Met zijn idee van de beeldruimte, komt de ruimte als aanwezige entiteit met betekenis-
potentieel ten tonele. Wat zich rond de elementen bevindt, is waardevol. We verbreden
zo onze blik op dat wat betekenis geeft van dat wat aanwezig is, naar wat er rond spreekt.
De dynamiek kan zich dus evengoed situeren in de ruimte zelf, als in de objecten. Er
wordt gewezen op het creëren van atmosferen en symbolische ruimtes, maar vooral op
het vormenspel in de ruimte. De belevenis van de ruimte staat nu op scherp.
Intermedialiteit duidt op de betekenis die vanuit deze belevenis door de toeschouwer
wordt geconstrueerd. Intermediale spanningen ontstaan in de verhoudingen van de
scenische elementen. Vooral de verschuivingen erbinnen versterken de spanningsvelden.
De structuur van intermediale voorstellingen is als een rhizome. Deze term duidt
op de voortdurende dialectiek tussen alle scenische elementen en de toeschouwer.
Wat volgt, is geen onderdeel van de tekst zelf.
use tracing_subscriber::{layer::SubscriberExt, util::SubscriberInitExt, EnvFilter};

/// RUST_LOG 未設定時的過濾規則；verbose 會打開本 crate 的 debug（含快取命中與陰曆轉換）
fn default_filter(verbose: bool) -> EnvFilter {
    EnvFilter::try_from_default_env().unwrap_or_else(|_| {
        if verbose {
            EnvFilter::new("saju_calc=debug,info")
        } else {
            EnvFilter::new("saju_calc=info")
        }
    })
}

/// 單次命盤用。日誌寫到 stderr，stdout 只留命盤本身（--json 時可以直接接 jq）
pub fn init_cli_logger(verbose: bool) {
    tracing_subscriber::registry()
        .with(default_filter(verbose))
        .with(
            tracing_subscriber::fmt::layer()
                .with_target(false)
                .with_writer(std::io::stderr)
                .without_time()
                .compact(),
        )
        .init();
}

/// 批次用。每筆跳過的資料列都是一行 JSON，事件欄位攤平在最上層
pub fn init_json_logger(verbose: bool) {
    tracing_subscriber::registry()
        .with(default_filter(verbose))
        .with(
            tracing_subscriber::fmt::layer()
                .with_target(false)
                .with_writer(std::io::stderr)
                .json()
                .flatten_event(true),
        )
        .init();
}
Die veelzijdige structuur kent een onmiddellijkheid bij de toeschouwer waardoor
tussenruimtes ontstaan.
Een terugkerende term om te wijzen op de aanwezigheid van de zogenaamd lege
ruimte, is Raumempfindung. Het avant-gardistische Bauhaus nam dit ruimtegevoel als
uitgangspunt voor theaterexperimenten en voor Rizzo is dit eveneens een belangrijk
gegeven. Eerder dan dat de beweging de ruimte vormt, vormt de ruimte de beweging
in Rizzo’s Mon amour.
Met deze basis zijn we klaar voor de exploratie van de casussen. Sanne Van Rijn en
Christian Rizzo namen de ruimte als uitgangspunt voor hun voorstelling. Beide kennen
een bredere achtergrond als makers dan die van het theater, wat hen gedeeltelijk een
andere kijk op theater geboden heeft.
Beide voorstellingen bestaan hoofdzakelijk uit vormen en constellaties. Daarin spelen
objecten een opvallende rol. In Mon amour zien we sferen, dansers en muzikanten als
verschillende eenheden optreden om tot een boeiend ruimteverhaal te komen. In Über
zijn absurde objecten indringers van een transformerende ruimte waarin slechts één
andere figuur optreedt. Ze dagen elkaar uit in een spel van veranderende verhoudingen.
De verwachtingen van het publiek zijn hierin een ware medespeler.
Om beide voorstellingen als hyperruimtes voor te stellen - wat uiteindelijk het opzet van
deze verhandeling is - kaderen we de voorstellingen in het hedendaagse discours rond
de perceptie van postdramatisch theater. Onafhankelijk van de bedenking in hoeverre dit
theater postdramatisch is, gebruiken we niet de categorie van het postdramatisch theater,
wel een aantal elementen die de voorstellingen karakteriseren. De vrijheid van de blik is
essentieel voor het postdramatische theater, dat loskomt van traditionele structuren. De
casussen vereisen deze vrijheid om de perceptie van de toeschouwer tot de verbeelding
te laten doordringen.
Het hoofdstuk ‘beeldend theater’ typeert de aard van de voorstellingen door hen in te
bedden in een bestaande, maar zeer open, stijl. Er wordt bij Über gewezen op de rol
van het woord, wat door de oppositie met het beeld de verwachtingen van het publiek
aanspreekt en de constructie van het theater blootlegt. Bij Mon amour wordt gewezen
op het woord als verbindend element tussen thematiek en beeld en als dragend geluid
voor de voorstelling.
Als Mark Tompkins’ woorden verbindend werken, dan verwezenlijkt deze verbinding
zich in onze perceptie. Het landschapstheater wijst op de koppelingen die tussen alle
elementen in het scenische landschap bestaan. Het landschap hangt opnieuw samen met
de vrije blik van de toeschouwer. Het is namelijk aan de toeschouwer om de verbanden
te leggen en het landschap betekenisvol te maken.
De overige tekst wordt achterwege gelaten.